### Given records
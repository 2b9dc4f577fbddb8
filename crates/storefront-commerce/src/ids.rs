//! Newtype IDs for type-safe identifiers.
//!
//! Catalog identifiers come from the external data source, so unlike
//! generated keys they are plain strings wrapped for type safety.

use serde::{Deserialize, Serialize};
use std::fmt;

/// Macro to generate newtype ID structs.
macro_rules! define_id {
    ($name:ident) => {
        /// A unique identifier.
        #[derive(Debug, Clone, PartialEq, Eq, Hash, PartialOrd, Ord, Serialize, Deserialize)]
        #[serde(transparent)]
        pub struct $name(String);

        impl $name {
            /// Create a new ID from a string.
            pub fn new(id: impl Into<String>) -> Self {
                Self(id.into())
            }

            /// Get the ID as a string slice.
            pub fn as_str(&self) -> &str {
                &self.0
            }

            /// Check whether the ID is empty.
            pub fn is_empty(&self) -> bool {
                self.0.is_empty()
            }
        }

        impl fmt::Display for $name {
            fn fmt(&self, f: &mut fmt::Formatter<'_>) -> fmt::Result {
                write!(f, "{}", self.0)
            }
        }

        impl From<String> for $name {
            fn from(s: String) -> Self {
                Self(s)
            }
        }

        impl From<&str> for $name {
            fn from(s: &str) -> Self {
                Self(s.to_string())
            }
        }

        impl AsRef<str> for $name {
            fn as_ref(&self) -> &str {
                &self.0
            }
        }
    };
}

define_id!(ProductId);

#[cfg(test)]
mod tests {
    use super::*;

    #[test]
    fn test_id_creation() {
        let id = ProductId::new("prod-123");
        assert_eq!(id.as_str(), "prod-123");
        assert!(!id.is_empty());
    }

    #[test]
    fn test_id_from_string() {
        let id: ProductId = "2".into();
        assert_eq!(id.as_str(), "2");
    }

    #[test]
    fn test_id_serializes_as_plain_string() {
        let id = ProductId::new("7");
        assert_eq!(serde_json::to_string(&id).unwrap(), "\"7\"");
        let back: ProductId = serde_json::from_str("\"7\"").unwrap();
        assert_eq!(back, id);
    }

    #[test]
    fn test_id_equality() {
        assert_eq!(ProductId::new("same"), ProductId::new("same"));
        assert_ne!(ProductId::new("same"), ProductId::new("different"));
    }
}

### Task requirements
Give back the data above, repeating every record exactly.

### Solution below
repository 2b9dc4f577fbddb8
filename crates/storefront-commerce/src/ids.rs
//! Newtype IDs for type-safe identifiers.
//!
//! Catalog identifiers come from the external data source, so unlike
//! generated keys they are plain strings wrapped for type safety.

use serde::{Deserialize, Serialize};
use std::fmt;

/// Macro to generate newtype ID structs.
macro_rules! define_id {
    ($name:ident) => {
        /// A unique identifier.
        #[derive(Debug, Clone, PartialEq, Eq, Hash, PartialOrd, Ord, Serialize, Deserialize)]
        #[serde(transparent)]
        pub struct $name(String);

        impl $name {
            /// Create a new ID from a string.
            pub fn new(id: impl Into<String>) -> Self {
                Self(id.into())
            }

            /// Get the ID as a string slice.
            pub fn as_str(&self) -> &str {
                &self.0
            }

            /// Check whether the ID is empty.
            pub fn is_empty(&self) -> bool {
                self.0.is_empty()
            }
        }

        impl fmt::Display for $name {
            fn fmt(&self, f: &mut fmt::Formatter<'_>) -> fmt::Result {
                write!(f, "{}", self.0)
            }
        }

        impl From<String> for $name {
            fn from(s: String) -> Self {
                Self(s)
            }
        }

        impl From<&str> for $name {
            fn from(s: &str) -> Self {
                Self(s.to_string())
            }
        }

        impl AsRef<str> for $name {
            fn as_ref(&self) -> &str {
                &self.0
            }
        }
    };
}

define_id!(ProductId);

#[cfg(test)]
mod tests {
    use super::*;

    #[test]
    fn test_id_creation() {
        let id = ProductId::new("prod-123");
        assert_eq!(id.as_str(), "prod-123");
        assert!(!id.is_empty());
    }

    #[test]
    fn test_id_from_string() {
        let id: ProductId = "2".into();
        assert_eq!(id.as_str(), "2");
    }

    #[test]
    fn test_id_serializes_as_plain_string() {
        let id = ProductId::new("7");
        assert_eq!(serde_json::to_string(&id).unwrap(), "\"7\"");
        let back: ProductId = serde_json::from_str("\"7\"").unwrap();
        assert_eq!(back, id);
    }

    #[test]
    fn test_id_equality() {
        assert_eq!(ProductId::new("same"), ProductId::new("same"));
        assert_ne!(ProductId::new("same"), ProductId::new("different"));
    }
}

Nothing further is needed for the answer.